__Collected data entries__
- - - - -

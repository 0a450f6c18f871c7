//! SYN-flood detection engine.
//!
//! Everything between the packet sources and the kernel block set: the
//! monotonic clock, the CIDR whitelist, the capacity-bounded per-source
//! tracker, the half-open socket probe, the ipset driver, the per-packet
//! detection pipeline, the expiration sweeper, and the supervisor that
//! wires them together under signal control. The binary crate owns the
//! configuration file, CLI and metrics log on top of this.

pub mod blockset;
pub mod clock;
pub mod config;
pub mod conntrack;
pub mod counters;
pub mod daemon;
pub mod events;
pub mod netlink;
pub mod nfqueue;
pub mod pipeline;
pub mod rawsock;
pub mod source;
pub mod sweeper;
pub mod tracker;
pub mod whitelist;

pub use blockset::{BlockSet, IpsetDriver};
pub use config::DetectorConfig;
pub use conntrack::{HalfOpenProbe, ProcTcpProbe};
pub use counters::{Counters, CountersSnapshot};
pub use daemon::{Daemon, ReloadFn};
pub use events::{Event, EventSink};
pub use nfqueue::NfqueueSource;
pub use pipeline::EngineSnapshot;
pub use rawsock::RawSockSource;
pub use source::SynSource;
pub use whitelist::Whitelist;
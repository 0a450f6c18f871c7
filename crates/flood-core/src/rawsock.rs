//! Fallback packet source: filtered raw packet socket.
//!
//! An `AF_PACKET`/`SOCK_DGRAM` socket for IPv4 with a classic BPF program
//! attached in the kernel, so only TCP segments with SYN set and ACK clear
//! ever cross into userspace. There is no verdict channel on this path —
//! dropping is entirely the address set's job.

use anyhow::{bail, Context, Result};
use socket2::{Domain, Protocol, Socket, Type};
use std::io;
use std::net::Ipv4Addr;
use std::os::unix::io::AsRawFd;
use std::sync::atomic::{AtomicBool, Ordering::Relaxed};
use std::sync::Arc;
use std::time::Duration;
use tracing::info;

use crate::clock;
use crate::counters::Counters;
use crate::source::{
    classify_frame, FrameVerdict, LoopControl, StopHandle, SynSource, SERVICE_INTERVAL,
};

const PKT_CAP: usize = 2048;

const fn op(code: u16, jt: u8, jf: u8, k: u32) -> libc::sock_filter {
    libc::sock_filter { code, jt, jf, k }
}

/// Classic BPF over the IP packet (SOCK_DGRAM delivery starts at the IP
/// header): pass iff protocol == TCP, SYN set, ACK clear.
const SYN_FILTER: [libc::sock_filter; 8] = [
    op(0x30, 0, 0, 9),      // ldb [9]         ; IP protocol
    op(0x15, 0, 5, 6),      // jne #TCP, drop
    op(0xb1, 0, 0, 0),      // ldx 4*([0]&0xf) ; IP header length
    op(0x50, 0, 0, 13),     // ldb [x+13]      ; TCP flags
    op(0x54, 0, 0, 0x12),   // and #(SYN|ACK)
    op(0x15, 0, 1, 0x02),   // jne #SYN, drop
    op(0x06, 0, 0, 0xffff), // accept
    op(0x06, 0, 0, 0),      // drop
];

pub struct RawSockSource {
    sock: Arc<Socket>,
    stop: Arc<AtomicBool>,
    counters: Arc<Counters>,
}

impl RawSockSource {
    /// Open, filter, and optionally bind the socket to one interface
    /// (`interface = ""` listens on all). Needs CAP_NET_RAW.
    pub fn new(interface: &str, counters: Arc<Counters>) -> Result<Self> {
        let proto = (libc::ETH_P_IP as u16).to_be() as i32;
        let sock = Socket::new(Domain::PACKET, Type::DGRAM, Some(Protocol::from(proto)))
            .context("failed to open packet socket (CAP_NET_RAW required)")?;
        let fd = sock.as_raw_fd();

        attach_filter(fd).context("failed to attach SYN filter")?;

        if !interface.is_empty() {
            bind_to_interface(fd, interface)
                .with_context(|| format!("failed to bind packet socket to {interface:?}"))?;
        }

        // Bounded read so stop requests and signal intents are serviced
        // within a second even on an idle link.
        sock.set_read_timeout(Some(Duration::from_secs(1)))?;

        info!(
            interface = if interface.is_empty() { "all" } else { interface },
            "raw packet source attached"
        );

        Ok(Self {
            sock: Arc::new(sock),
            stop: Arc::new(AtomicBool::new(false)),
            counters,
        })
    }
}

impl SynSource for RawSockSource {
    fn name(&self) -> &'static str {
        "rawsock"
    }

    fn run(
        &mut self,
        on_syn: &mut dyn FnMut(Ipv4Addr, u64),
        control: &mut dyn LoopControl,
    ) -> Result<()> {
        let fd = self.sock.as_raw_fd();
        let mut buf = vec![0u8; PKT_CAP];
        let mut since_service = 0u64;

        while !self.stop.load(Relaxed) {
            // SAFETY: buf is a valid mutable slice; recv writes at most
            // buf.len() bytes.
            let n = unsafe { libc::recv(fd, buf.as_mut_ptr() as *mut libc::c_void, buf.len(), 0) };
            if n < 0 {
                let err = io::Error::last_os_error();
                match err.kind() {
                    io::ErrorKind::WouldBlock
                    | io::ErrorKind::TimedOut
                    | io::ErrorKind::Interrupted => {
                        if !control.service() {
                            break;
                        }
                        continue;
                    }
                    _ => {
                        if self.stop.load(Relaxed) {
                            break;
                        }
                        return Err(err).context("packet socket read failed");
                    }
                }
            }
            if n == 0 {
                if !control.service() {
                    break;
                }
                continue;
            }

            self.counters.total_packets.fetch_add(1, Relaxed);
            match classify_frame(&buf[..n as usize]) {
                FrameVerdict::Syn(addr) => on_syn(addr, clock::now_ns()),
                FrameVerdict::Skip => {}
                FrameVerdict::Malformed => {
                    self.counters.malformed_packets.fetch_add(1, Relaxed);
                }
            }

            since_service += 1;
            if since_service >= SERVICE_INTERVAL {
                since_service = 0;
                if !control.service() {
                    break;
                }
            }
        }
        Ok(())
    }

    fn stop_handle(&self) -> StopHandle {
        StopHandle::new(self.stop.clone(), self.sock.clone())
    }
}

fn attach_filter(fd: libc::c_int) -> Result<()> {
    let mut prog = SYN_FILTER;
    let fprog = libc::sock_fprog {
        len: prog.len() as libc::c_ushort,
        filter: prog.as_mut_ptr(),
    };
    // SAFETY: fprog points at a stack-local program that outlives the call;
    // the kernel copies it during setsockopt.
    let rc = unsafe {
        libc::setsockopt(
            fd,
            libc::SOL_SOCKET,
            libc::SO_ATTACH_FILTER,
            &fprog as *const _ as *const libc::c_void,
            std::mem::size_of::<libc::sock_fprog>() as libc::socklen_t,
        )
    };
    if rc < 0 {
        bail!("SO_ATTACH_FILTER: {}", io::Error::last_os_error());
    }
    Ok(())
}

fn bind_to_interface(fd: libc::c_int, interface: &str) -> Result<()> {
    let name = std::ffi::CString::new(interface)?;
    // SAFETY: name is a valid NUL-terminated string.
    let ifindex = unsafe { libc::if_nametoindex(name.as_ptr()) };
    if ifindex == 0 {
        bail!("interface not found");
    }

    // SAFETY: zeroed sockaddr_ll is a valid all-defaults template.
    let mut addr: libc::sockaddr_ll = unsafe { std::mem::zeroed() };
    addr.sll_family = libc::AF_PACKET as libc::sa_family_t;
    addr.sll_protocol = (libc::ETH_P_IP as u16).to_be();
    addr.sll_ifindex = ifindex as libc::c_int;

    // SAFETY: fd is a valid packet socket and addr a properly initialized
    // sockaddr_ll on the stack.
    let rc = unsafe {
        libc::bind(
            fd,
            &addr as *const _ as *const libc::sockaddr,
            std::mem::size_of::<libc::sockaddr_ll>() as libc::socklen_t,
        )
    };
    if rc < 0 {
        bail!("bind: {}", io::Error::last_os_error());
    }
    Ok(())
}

- - - - -

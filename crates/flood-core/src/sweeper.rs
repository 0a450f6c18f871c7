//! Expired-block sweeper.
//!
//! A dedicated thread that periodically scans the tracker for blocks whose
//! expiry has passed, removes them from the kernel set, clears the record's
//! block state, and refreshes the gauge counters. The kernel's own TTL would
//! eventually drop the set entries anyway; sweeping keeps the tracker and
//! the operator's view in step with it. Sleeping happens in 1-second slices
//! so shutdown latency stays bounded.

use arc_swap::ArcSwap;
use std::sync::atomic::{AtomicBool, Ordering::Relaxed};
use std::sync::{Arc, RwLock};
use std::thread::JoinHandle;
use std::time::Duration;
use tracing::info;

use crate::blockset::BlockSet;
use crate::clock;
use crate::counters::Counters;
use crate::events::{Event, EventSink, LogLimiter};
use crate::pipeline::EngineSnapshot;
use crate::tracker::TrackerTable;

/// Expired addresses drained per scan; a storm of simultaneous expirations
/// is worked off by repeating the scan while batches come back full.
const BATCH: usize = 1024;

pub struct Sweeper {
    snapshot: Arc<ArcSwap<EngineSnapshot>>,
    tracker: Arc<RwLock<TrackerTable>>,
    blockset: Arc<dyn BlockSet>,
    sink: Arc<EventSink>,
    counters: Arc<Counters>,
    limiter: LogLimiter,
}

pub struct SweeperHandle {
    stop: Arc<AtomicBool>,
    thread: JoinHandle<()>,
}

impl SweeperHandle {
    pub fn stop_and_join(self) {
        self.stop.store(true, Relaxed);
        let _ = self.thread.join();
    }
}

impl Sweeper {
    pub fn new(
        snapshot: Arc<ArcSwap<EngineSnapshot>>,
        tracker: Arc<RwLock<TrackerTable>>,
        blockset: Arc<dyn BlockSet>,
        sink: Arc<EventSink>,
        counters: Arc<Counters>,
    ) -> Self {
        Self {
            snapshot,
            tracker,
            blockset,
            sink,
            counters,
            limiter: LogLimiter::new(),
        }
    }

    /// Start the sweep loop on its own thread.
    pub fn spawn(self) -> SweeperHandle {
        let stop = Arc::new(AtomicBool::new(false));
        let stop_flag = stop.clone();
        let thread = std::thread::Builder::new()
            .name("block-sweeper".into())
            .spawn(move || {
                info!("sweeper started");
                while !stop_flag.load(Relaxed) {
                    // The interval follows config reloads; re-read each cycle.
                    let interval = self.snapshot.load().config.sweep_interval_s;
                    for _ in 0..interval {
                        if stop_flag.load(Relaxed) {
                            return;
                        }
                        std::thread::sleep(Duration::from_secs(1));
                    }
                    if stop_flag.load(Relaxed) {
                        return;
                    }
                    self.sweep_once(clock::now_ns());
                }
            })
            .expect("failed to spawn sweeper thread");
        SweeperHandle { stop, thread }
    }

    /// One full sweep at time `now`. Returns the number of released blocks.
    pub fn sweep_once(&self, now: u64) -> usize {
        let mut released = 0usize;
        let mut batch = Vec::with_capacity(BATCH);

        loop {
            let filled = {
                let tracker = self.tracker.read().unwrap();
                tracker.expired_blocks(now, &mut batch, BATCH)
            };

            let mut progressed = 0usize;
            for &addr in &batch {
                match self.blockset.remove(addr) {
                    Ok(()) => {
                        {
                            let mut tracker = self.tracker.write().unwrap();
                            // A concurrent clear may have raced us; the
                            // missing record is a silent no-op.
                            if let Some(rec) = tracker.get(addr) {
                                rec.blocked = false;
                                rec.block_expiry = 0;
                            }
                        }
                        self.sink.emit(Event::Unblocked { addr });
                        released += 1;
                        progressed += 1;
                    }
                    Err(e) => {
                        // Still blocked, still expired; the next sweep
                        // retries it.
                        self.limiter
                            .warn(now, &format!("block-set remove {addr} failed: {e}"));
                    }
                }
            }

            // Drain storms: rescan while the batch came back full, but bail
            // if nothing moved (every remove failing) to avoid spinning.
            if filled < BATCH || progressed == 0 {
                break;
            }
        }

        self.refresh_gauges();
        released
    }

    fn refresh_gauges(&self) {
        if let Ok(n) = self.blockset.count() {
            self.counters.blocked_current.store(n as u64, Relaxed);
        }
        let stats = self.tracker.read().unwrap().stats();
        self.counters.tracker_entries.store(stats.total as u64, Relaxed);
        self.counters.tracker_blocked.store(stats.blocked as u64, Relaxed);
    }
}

- - - - -

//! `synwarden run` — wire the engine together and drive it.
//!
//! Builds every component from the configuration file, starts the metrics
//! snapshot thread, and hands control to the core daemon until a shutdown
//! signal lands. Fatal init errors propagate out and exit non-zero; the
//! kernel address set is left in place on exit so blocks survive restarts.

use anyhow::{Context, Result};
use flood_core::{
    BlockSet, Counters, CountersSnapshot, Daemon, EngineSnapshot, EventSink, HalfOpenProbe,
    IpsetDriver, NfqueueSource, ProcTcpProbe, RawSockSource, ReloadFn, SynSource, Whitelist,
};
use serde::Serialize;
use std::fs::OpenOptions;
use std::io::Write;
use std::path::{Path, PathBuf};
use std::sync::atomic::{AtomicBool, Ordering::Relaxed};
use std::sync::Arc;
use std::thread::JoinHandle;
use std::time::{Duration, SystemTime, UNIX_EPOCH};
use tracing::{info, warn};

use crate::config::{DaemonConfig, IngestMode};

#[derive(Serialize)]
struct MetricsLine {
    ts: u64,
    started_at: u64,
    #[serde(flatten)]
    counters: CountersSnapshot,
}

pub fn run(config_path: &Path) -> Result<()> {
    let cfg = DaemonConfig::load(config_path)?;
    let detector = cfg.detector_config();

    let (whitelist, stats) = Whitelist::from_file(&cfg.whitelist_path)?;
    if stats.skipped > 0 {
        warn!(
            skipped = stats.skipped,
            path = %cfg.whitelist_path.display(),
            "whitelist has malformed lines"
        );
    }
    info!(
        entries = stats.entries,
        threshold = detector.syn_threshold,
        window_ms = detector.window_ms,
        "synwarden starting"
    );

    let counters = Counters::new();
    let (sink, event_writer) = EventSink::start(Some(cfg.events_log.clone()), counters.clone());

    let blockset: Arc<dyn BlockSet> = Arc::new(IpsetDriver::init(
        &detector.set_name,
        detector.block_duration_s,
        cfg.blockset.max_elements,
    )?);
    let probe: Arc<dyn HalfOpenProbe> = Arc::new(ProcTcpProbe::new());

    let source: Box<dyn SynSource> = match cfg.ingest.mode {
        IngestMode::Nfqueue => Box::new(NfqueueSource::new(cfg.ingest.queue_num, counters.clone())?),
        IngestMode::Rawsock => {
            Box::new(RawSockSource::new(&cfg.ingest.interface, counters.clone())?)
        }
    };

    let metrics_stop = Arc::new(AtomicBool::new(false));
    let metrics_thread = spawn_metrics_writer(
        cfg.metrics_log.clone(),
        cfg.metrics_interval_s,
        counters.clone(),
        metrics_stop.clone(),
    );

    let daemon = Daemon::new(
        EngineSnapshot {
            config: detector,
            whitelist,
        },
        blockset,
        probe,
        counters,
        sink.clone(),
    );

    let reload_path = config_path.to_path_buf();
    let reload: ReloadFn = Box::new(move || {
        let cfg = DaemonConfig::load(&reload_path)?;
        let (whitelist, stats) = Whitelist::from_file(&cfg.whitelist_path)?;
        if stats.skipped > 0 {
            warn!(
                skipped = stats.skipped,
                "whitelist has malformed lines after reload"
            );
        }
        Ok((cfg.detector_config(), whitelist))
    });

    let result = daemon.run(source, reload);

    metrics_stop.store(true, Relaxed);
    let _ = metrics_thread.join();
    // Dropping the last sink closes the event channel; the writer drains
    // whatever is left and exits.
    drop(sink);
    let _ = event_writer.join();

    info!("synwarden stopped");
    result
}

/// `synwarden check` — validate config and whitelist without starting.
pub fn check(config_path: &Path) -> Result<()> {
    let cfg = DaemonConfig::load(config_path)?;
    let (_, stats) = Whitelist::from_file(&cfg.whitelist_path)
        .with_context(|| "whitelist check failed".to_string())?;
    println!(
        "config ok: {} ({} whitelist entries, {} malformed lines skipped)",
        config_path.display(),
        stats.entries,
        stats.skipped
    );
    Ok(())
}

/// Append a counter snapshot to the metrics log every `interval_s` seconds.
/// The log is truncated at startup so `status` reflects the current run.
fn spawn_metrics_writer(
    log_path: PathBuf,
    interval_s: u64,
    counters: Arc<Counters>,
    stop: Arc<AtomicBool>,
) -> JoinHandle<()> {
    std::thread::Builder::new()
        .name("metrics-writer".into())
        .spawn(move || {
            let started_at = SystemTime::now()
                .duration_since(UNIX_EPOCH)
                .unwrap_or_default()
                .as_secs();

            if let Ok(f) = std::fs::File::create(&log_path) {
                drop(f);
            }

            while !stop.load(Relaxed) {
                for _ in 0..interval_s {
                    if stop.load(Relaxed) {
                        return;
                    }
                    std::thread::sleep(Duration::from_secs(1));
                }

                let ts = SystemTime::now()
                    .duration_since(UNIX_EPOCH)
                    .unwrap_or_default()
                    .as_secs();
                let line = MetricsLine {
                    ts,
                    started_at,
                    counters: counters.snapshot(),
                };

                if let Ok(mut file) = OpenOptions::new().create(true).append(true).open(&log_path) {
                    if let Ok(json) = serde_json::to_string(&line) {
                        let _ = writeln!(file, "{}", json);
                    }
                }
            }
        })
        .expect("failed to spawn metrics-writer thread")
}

- - - - -

__What the task requires__
Collect every line above that contains the word "impl".

__Result of this exercise__
impl RawSockSource {
impl SynSource for RawSockSource {
impl SweeperHandle {
impl Sweeper {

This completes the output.